_Description of the task_
Return all entries below exactly. Skip nothing.

_Supplied records_
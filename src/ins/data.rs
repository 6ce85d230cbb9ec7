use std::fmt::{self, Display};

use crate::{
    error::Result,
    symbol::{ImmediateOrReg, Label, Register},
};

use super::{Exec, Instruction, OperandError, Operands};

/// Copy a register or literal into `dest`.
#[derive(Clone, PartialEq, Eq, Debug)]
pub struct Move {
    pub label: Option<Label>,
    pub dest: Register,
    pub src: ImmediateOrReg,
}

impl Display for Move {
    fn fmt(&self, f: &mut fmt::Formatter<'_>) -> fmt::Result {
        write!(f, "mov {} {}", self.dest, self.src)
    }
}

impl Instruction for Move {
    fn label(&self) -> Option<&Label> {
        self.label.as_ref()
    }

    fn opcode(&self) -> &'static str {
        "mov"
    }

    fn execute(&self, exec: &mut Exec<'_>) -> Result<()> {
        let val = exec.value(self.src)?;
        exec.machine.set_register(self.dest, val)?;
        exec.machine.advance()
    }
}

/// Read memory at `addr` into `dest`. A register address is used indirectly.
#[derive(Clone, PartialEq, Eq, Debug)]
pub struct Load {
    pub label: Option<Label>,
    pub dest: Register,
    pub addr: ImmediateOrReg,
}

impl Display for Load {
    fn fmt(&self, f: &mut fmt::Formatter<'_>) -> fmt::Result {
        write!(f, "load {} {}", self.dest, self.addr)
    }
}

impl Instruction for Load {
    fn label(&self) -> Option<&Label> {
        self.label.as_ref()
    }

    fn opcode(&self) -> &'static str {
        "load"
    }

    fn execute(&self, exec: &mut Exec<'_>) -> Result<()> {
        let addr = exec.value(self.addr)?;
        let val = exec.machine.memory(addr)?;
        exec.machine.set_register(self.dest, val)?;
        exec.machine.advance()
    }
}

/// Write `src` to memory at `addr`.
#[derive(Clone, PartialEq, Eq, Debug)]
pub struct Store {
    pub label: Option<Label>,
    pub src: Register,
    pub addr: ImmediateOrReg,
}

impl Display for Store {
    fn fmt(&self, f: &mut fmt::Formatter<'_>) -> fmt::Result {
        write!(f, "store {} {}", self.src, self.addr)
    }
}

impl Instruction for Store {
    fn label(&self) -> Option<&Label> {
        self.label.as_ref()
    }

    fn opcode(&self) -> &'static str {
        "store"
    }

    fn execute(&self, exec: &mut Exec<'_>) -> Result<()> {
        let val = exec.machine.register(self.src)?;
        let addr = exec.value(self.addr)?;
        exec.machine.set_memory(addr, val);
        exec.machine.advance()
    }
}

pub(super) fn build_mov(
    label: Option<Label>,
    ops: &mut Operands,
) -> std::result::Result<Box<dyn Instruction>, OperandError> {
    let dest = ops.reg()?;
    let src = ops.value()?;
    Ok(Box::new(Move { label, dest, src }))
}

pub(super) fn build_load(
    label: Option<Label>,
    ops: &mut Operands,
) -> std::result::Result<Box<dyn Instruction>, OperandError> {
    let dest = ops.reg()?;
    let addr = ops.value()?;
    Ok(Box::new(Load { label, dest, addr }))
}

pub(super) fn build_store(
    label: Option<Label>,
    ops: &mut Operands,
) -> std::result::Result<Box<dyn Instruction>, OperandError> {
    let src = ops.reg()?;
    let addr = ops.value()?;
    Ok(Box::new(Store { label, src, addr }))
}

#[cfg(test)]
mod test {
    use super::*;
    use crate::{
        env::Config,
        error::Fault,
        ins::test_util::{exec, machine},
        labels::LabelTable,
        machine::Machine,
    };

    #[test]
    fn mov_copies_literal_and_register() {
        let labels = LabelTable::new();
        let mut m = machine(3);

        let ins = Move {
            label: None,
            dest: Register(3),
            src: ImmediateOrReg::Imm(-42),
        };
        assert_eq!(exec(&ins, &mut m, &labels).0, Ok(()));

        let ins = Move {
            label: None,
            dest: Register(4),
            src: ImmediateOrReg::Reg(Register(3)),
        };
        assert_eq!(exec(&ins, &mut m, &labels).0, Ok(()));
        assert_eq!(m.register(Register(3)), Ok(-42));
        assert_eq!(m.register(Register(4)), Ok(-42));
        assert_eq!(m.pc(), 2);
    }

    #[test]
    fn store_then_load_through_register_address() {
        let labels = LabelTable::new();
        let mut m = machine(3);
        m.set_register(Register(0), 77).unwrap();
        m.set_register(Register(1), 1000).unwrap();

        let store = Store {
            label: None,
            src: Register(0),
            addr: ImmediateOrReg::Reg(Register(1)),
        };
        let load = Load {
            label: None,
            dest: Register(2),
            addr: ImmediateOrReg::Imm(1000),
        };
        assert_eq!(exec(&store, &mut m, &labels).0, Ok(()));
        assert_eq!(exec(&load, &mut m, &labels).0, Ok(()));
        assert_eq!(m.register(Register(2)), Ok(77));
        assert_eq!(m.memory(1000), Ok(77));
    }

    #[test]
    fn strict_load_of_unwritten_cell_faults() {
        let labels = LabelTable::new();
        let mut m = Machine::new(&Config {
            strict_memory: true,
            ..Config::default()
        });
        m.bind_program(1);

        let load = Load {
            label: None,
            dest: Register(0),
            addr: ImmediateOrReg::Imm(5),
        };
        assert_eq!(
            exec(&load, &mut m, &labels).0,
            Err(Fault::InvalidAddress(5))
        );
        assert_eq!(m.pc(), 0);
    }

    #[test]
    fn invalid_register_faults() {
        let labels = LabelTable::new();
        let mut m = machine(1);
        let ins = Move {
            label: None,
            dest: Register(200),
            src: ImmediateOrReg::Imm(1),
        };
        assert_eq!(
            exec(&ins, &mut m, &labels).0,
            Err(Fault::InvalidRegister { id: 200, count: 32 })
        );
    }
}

_Problem solution_
filename src/ins/data.rs
repository 6ce85d230cbb9ec7
use std::fmt::{self, Display};

use crate::{
    error::Result,
    symbol::{ImmediateOrReg, Label, Register},
};

use super::{Exec, Instruction, OperandError, Operands};

/// Copy a register or literal into `dest`.
#[derive(Clone, PartialEq, Eq, Debug)]
pub struct Move {
    pub label: Option<Label>,
    pub dest: Register,
    pub src: ImmediateOrReg,
}

impl Display for Move {
    fn fmt(&self, f: &mut fmt::Formatter<'_>) -> fmt::Result {
        write!(f, "mov {} {}", self.dest, self.src)
    }
}

impl Instruction for Move {
    fn label(&self) -> Option<&Label> {
        self.label.as_ref()
    }

    fn opcode(&self) -> &'static str {
        "mov"
    }

    fn execute(&self, exec: &mut Exec<'_>) -> Result<()> {
        let val = exec.value(self.src)?;
        exec.machine.set_register(self.dest, val)?;
        exec.machine.advance()
    }
}

/// Read memory at `addr` into `dest`. A register address is used indirectly.
#[derive(Clone, PartialEq, Eq, Debug)]
pub struct Load {
    pub label: Option<Label>,
    pub dest: Register,
    pub addr: ImmediateOrReg,
}

impl Display for Load {
    fn fmt(&self, f: &mut fmt::Formatter<'_>) -> fmt::Result {
        write!(f, "load {} {}", self.dest, self.addr)
    }
}

impl Instruction for Load {
    fn label(&self) -> Option<&Label> {
        self.label.as_ref()
    }

    fn opcode(&self) -> &'static str {
        "load"
    }

    fn execute(&self, exec: &mut Exec<'_>) -> Result<()> {
        let addr = exec.value(self.addr)?;
        let val = exec.machine.memory(addr)?;
        exec.machine.set_register(self.dest, val)?;
        exec.machine.advance()
    }
}

/// Write `src` to memory at `addr`.
#[derive(Clone, PartialEq, Eq, Debug)]
pub struct Store {
    pub label: Option<Label>,
    pub src: Register,
    pub addr: ImmediateOrReg,
}

impl Display for Store {
    fn fmt(&self, f: &mut fmt::Formatter<'_>) -> fmt::Result {
        write!(f, "store {} {}", self.src, self.addr)
    }
}

impl Instruction for Store {
    fn label(&self) -> Option<&Label> {
        self.label.as_ref()
    }

    fn opcode(&self) -> &'static str {
        "store"
    }

    fn execute(&self, exec: &mut Exec<'_>) -> Result<()> {
        let val = exec.machine.register(self.src)?;
        let addr = exec.value(self.addr)?;
        exec.machine.set_memory(addr, val);
        exec.machine.advance()
    }
}

pub(super) fn build_mov(
    label: Option<Label>,
    ops: &mut Operands,
) -> std::result::Result<Box<dyn Instruction>, OperandError> {
    let dest = ops.reg()?;
    let src = ops.value()?;
    Ok(Box::new(Move { label, dest, src }))
}

pub(super) fn build_load(
    label: Option<Label>,
    ops: &mut Operands,
) -> std::result::Result<Box<dyn Instruction>, OperandError> {
    let dest = ops.reg()?;
    let addr = ops.value()?;
    Ok(Box::new(Load { label, dest, addr }))
}

pub(super) fn build_store(
    label: Option<Label>,
    ops: &mut Operands,
) -> std::result::Result<Box<dyn Instruction>, OperandError> {
    let src = ops.reg()?;
    let addr = ops.value()?;
    Ok(Box::new(Store { label, src, addr }))
}

#[cfg(test)]
mod test {
    use super::*;
    use crate::{
        env::Config,
        error::Fault,
        ins::test_util::{exec, machine},
        labels::LabelTable,
        machine::Machine,
    };

    #[test]
    fn mov_copies_literal_and_register() {
        let labels = LabelTable::new();
        let mut m = machine(3);

        let ins = Move {
            label: None,
            dest: Register(3),
            src: ImmediateOrReg::Imm(-42),
        };
        assert_eq!(exec(&ins, &mut m, &labels).0, Ok(()));

        let ins = Move {
            label: None,
            dest: Register(4),
            src: ImmediateOrReg::Reg(Register(3)),
        };
        assert_eq!(exec(&ins, &mut m, &labels).0, Ok(()));
        assert_eq!(m.register(Register(3)), Ok(-42));
        assert_eq!(m.register(Register(4)), Ok(-42));
        assert_eq!(m.pc(), 2);
    }

    #[test]
    fn store_then_load_through_register_address() {
        let labels = LabelTable::new();
        let mut m = machine(3);
        m.set_register(Register(0), 77).unwrap();
        m.set_register(Register(1), 1000).unwrap();

        let store = Store {
            label: None,
            src: Register(0),
            addr: ImmediateOrReg::Reg(Register(1)),
        };
        let load = Load {
            label: None,
            dest: Register(2),
            addr: ImmediateOrReg::Imm(1000),
        };
        assert_eq!(exec(&store, &mut m, &labels).0, Ok(()));
        assert_eq!(exec(&load, &mut m, &labels).0, Ok(()));
        assert_eq!(m.register(Register(2)), Ok(77));
        assert_eq!(m.memory(1000), Ok(77));
    }

    #[test]
    fn strict_load_of_unwritten_cell_faults() {
        let labels = LabelTable::new();
        let mut m = Machine::new(&Config {
            strict_memory: true,
            ..Config::default()
        });
        m.bind_program(1);

        let load = Load {
            label: None,
            dest: Register(0),
            addr: ImmediateOrReg::Imm(5),
        };
        assert_eq!(
            exec(&load, &mut m, &labels).0,
            Err(Fault::InvalidAddress(5))
        );
        assert_eq!(m.pc(), 0);
    }

    #[test]
    fn invalid_register_faults() {
        let labels = LabelTable::new();
        let mut m = machine(1);
        let ins = Move {
            label: None,
            dest: Register(200),
            src: ImmediateOrReg::Imm(1),
        };
        assert_eq!(
            exec(&ins, &mut m, &labels).0,
            Err(Fault::InvalidRegister { id: 200, count: 32 })
        );
    }
}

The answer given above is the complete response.